D1.1 Life Sciences Use Case: Initial Requirements and Scenario Definitions

This deliverable describes the requirements and scenario definitions of the biological use case in accordance with expert users’ questionnaires. By using a Boolean model of carcinoma cell lines (AGS) and a lattice-free physics-based cell simulator for 3D multicellular modelling, PhysiBoSS, we aim to replicate experimental data of growth profiles of cancer cells treated with different drug regimes. The ultimate goal of this use case is to provide a "virtual laboratory" for studying cancer growth and evolution by using multi-scale models of tumour systems. The development of such a framework will facilitate the design, test, and optimization of cancer treatments based on combinations of different drugs and dose scheduling strategies. 

In our simulations, we will explore two alternative geometries for cell arrangement: i) one-cell-thick 2D monolayers, representing cells growing in a plate such as those observed in in-vitro cell cultures; and ii) 3D spheroids, representing cells growing in three-dimensional space, an arrangement that resembles cancer cells growing in-vivo.

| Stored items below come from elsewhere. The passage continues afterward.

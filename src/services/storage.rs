//! Container listing and existence checks.

use crate::backend::ObjectStoreBackend;
use crate::config::BulkConfig;
use crate::error::BulkError;
use crate::pagination::paginate;
use crate::types::*;
use futures::{Stream, TryStreamExt};
use std::sync::atomic::{AtomicU64, Ordering};
use std::sync::Arc;
use tracing::{debug, instrument};

/// Read-side operations on a container.
pub struct StorageService {
    config: Arc<BulkConfig>,
    store: Arc<dyn ObjectStoreBackend>,
}

impl StorageService {
    /// Create a new storage service.
    pub fn new(config: Arc<BulkConfig>, store: Arc<dyn ObjectStoreBackend>) -> Self {
        Self { config, store }
    }

    /// Stream every current object under `prefix`.
    pub fn objects<'a>(
        &'a self,
        container: &str,
        prefix: Option<&str>,
    ) -> impl Stream<Item = Result<ObjectSummary, BulkError>> + 'a {
        object_stream(
            &self.store,
            container,
            prefix,
            self.config.list_page_size,
            None,
        )
    }

    /// Stream every version record, delete markers included.
    pub fn versions<'a>(
        &'a self,
        container: &str,
    ) -> impl Stream<Item = Result<VersionRecord, BulkError>> + 'a {
        version_stream(&self.store, container, self.config.list_page_size, None)
    }

    /// Collect the keys of all current objects under `prefix`.
    #[instrument(skip(self), fields(container = %container))]
    pub async fn list_keys(
        &self,
        container: &str,
        prefix: Option<&str>,
    ) -> Result<Vec<String>, BulkError> {
        let keys: Vec<String> = self
            .objects(container, prefix)
            .map_ok(|object| object.key)
            .try_collect()
            .await?;
        debug!(count = keys.len(), "Listed keys");
        Ok(keys)
    }

    /// Whether `key` exists.
    ///
    /// Only a not-found answer maps to `false`; access and network failures
    /// propagate.
    #[instrument(skip(self), fields(container = %container, key = %key))]
    pub async fn exists(&self, container: &str, key: &str) -> Result<bool, BulkError> {
        match self.store.head_object(container, key).await {
            Ok(_) => Ok(true),
            Err(e) if e.is_not_found() => Ok(false),
            Err(e) => Err(e.with_resource(format!("{container}/{key}"))),
        }
    }

    pub(crate) fn store(&self) -> &Arc<dyn ObjectStoreBackend> {
        &self.store
    }

    pub(crate) fn page_size(&self) -> Option<u32> {
        self.config.list_page_size
    }
}

/// Lazily list current objects, counting list calls into `pages`.
pub(crate) fn object_stream<'a>(
    store: &'a Arc<dyn ObjectStoreBackend>,
    container: &str,
    prefix: Option<&str>,
    page_size: Option<u32>,
    pages: Option<&'a AtomicU64>,
) -> impl Stream<Item = Result<ObjectSummary, BulkError>> + 'a {
    let container = container.to_string();
    let prefix = prefix.map(str::to_string);
    paginate("ListObjectsV2", move |cursor| {
        if let Some(pages) = pages {
            pages.fetch_add(1, Ordering::Relaxed);
        }
        let request = ListObjectsRequest {
            container: container.clone(),
            prefix: prefix.clone(),
            cursor,
            max_keys: page_size,
        };
        let resource = container.clone();
        async move {
            store
                .list_objects(request)
                .await
                .map_err(|e| e.with_resource(resource))
        }
    })
}

/// Lazily list version records, counting list calls into `pages`.
pub(crate) fn version_stream<'a>(
    store: &'a Arc<dyn ObjectStoreBackend>,
    container: &str,
    page_size: Option<u32>,
    pages: Option<&'a AtomicU64>,
) -> impl Stream<Item = Result<VersionRecord, BulkError>> + 'a {
    let container = container.to_string();
    paginate("ListObjectVersions", move |cursor| {
        if let Some(pages) = pages {
            pages.fetch_add(1, Ordering::Relaxed);
        }
        let request = ListVersionsRequest {
            container: container.clone(),
            prefix: None,
            cursor,
            max_keys: page_size,
        };
        let resource = container.clone();
        async move {
            store
                .list_versions(request)
                .await
                .map_err(|e| e.with_resource(resource))
        }
    })
}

These simulations will be scaled up by several orders of magnitude using the Barcelona Supercomputing Center (BSC) MareNostrum4 allowing the incorporation of forecasting techniques for various events of interest. Moreover, interactive learning techniques will be used to assist the calibration of such in-silico models. 

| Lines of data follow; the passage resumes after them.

//! The upload path: a single put for small sources, multipart above the
//! threshold.

use super::body::{concat, ChunkedBody};
use super::handle::TransferResult;
use super::{md5_hex, verify_etag, TransferConfig, TransferReceipt, TransferSource};
use crate::backend::ObjectStoreBackend;
use crate::error::{BulkError, TransferError};
use crate::types::{CompletedPart, MAX_PARTS};
use bytes::Bytes;
use std::collections::VecDeque;
use std::sync::Arc;
use tokio::sync::{OwnedSemaphorePermit, Semaphore};
use tokio::task::JoinSet;
use tracing::{debug, info, warn, Instrument};

/// One upload, as scheduled by the coordinator.
pub(super) struct UploadJob {
    pub(super) store: Arc<dyn ObjectStoreBackend>,
    pub(super) container: String,
    pub(super) key: String,
    pub(super) config: TransferConfig,
    pub(super) permits: Option<Arc<Semaphore>>,
}

impl UploadJob {
    fn resource(&self) -> String {
        format!("{}/{}", self.container, self.key)
    }

    fn part_len(&self) -> usize {
        usize::try_from(self.config.part_size).unwrap_or(usize::MAX)
    }

    /// Read up to the threshold, then pick the upload strategy.
    pub(super) async fn run(self, source: TransferSource) -> TransferResult {
        let mut body = ChunkedBody::open(source).await?;
        let mut head = Vec::new();
        let mut buffered = 0u64;
        while buffered <= self.config.multipart_threshold {
            match body.next_chunk(self.part_len()).await? {
                Some(chunk) => {
                    buffered += chunk.len() as u64;
                    head.push(chunk);
                }
                None => return self.put_single(concat(head)).await,
            }
        }
        self.put_multipart(head, body).await
    }

    async fn put_single(&self, body: Bytes) -> TransferResult {
        let size = body.len() as u64;
        let expected = self.config.verify_checksums.then(|| md5_hex(&body));

        let output = self
            .store
            .put_object(&self.container, &self.key, body)
            .await
            .map_err(|e| e.with_resource(self.resource()))?;

        if let (Some(expected), Some(e_tag)) = (expected, output.e_tag.as_deref()) {
            verify_etag(expected, e_tag)?;
        }

        Ok(TransferReceipt {
            container: self.container.clone(),
            key: self.key.clone(),
            size,
            e_tag: output.e_tag,
            version_id: output.version_id,
        })
    }

    /// Create, upload parts, complete. Any failure after creation aborts
    /// the upload so no parts are left behind.
    async fn put_multipart(&self, head: Vec<Bytes>, body: ChunkedBody) -> TransferResult {
        let upload_id = self
            .store
            .create_multipart_upload(&self.container, &self.key)
            .await
            .map_err(|e| e.with_resource(self.resource()))?;
        info!(upload_id = %upload_id, "Started multipart upload");

        let outcome = match self.upload_parts(&upload_id, head, body).await {
            Ok((parts, size)) => {
                let count = parts.len();
                self.store
                    .complete_multipart_upload(&self.container, &self.key, &upload_id, parts)
                    .await
                    .map(|output| (output, size, count))
                    .map_err(|e| e.with_resource(self.resource()))
            }
            Err(e) => Err(e),
        };

        match outcome {
            Ok((output, size, parts)) => {
                info!(parts, size, "Completed multipart upload");
                Ok(TransferReceipt {
                    container: self.container.clone(),
                    key: self.key.clone(),
                    size,
                    e_tag: output.e_tag,
                    version_id: output.version_id,
                })
            }
            Err(e) => {
                if let Err(abort_err) = self
                    .store
                    .abort_multipart_upload(&self.container, &self.key, &upload_id)
                    .await
                {
                    warn!(upload_id = %upload_id, error = %abort_err, "Failed to abort multipart upload");
                }
                Err(e)
            }
        }
    }

    /// Upload every part, returning them in part order with the total size.
    ///
    /// The transfer's own pool slot covers one part. Further parts borrow
    /// slots that are free at that moment, up to `max_concurrency`, and never
    /// wait for one.
    async fn upload_parts(
        &self,
        upload_id: &str,
        head: Vec<Bytes>,
        mut body: ChunkedBody,
    ) -> Result<(Vec<CompletedPart>, u64), BulkError> {
        let target = Arc::new(PartTarget {
            store: Arc::clone(&self.store),
            container: self.container.clone(),
            key: self.key.clone(),
            upload_id: upload_id.to_string(),
            verify: self.config.verify_checksums,
        });
        let mut pending: VecDeque<Bytes> = head.into();
        let mut running = JoinSet::new();
        let mut completed = Vec::new();
        let mut next_part = 1u32;
        let mut size = 0u64;
        let mut exhausted = false;

        loop {
            while !exhausted && running.len() < self.config.max_concurrency {
                let permit = match (&self.permits, running.is_empty()) {
                    (Some(permits), false) => match Arc::clone(permits).try_acquire_owned() {
                        Ok(permit) => Some(permit),
                        Err(_) => break,
                    },
                    _ => None,
                };
                let chunk = match pending.pop_front() {
                    Some(chunk) => chunk,
                    None => match body.next_chunk(self.part_len()).await? {
                        Some(chunk) => chunk,
                        None => {
                            exhausted = true;
                            break;
                        }
                    },
                };
                if next_part > MAX_PARTS {
                    return Err(TransferError::TooManyParts {
                        limit: MAX_PARTS,
                        part_size: self.config.part_size,
                    }
                    .into());
                }
                size += chunk.len() as u64;
                running.spawn(
                    Arc::clone(&target)
                        .upload(next_part, chunk, permit)
                        .in_current_span(),
                );
                next_part += 1;
            }

            match running.join_next().await {
                Some(Ok(part)) => completed.push(part?),
                Some(Err(e)) if e.is_panic() => {
                    return Err(TransferError::Panicked { key: self.key.clone() }.into())
                }
                Some(Err(_)) => return Err(TransferError::Aborted { key: self.key.clone() }.into()),
                None => break,
            }
        }

        completed.sort_by_key(|p: &CompletedPart| p.part_number);
        Ok((completed, size))
    }
}

struct PartTarget {
    store: Arc<dyn ObjectStoreBackend>,
    container: String,
    key: String,
    upload_id: String,
    verify: bool,
}

impl PartTarget {
    async fn upload(
        self: Arc<Self>,
        part_number: u32,
        body: Bytes,
        _permit: Option<OwnedSemaphorePermit>,
    ) -> Result<CompletedPart, BulkError> {
        let len = body.len();
        let expected = self.verify.then(|| md5_hex(&body));
        let e_tag = self
            .store
            .upload_part(&self.container, &self.key, &self.upload_id, part_number, body)
            .await
            .map_err(|e| e.with_resource(format!("{}/{}", self.container, self.key)))?;
        if let Some(expected) = expected {
            verify_etag(expected, &e_tag)?;
        }
        debug!(part_number, size = len, "Uploaded part");
        Ok(CompletedPart { part_number, e_tag })
    }
}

In particular, we aim to scale up simulations of cancer cell 3D spheroids from 5,000 up to 500,000 cells using high-performance computing. This scenario will allow the design of different set-ups that tally cancer tumour growth conditions with increased number of cells, altered microenvironmental physical properties, different cell types, as well as to study the interaction between cancer cells and the immune system. In addition, this will allow the consideration of different simulations’ set-ups beyond cancer tumour growth such as in-vitro streak experiments, microfluidic designs, among others.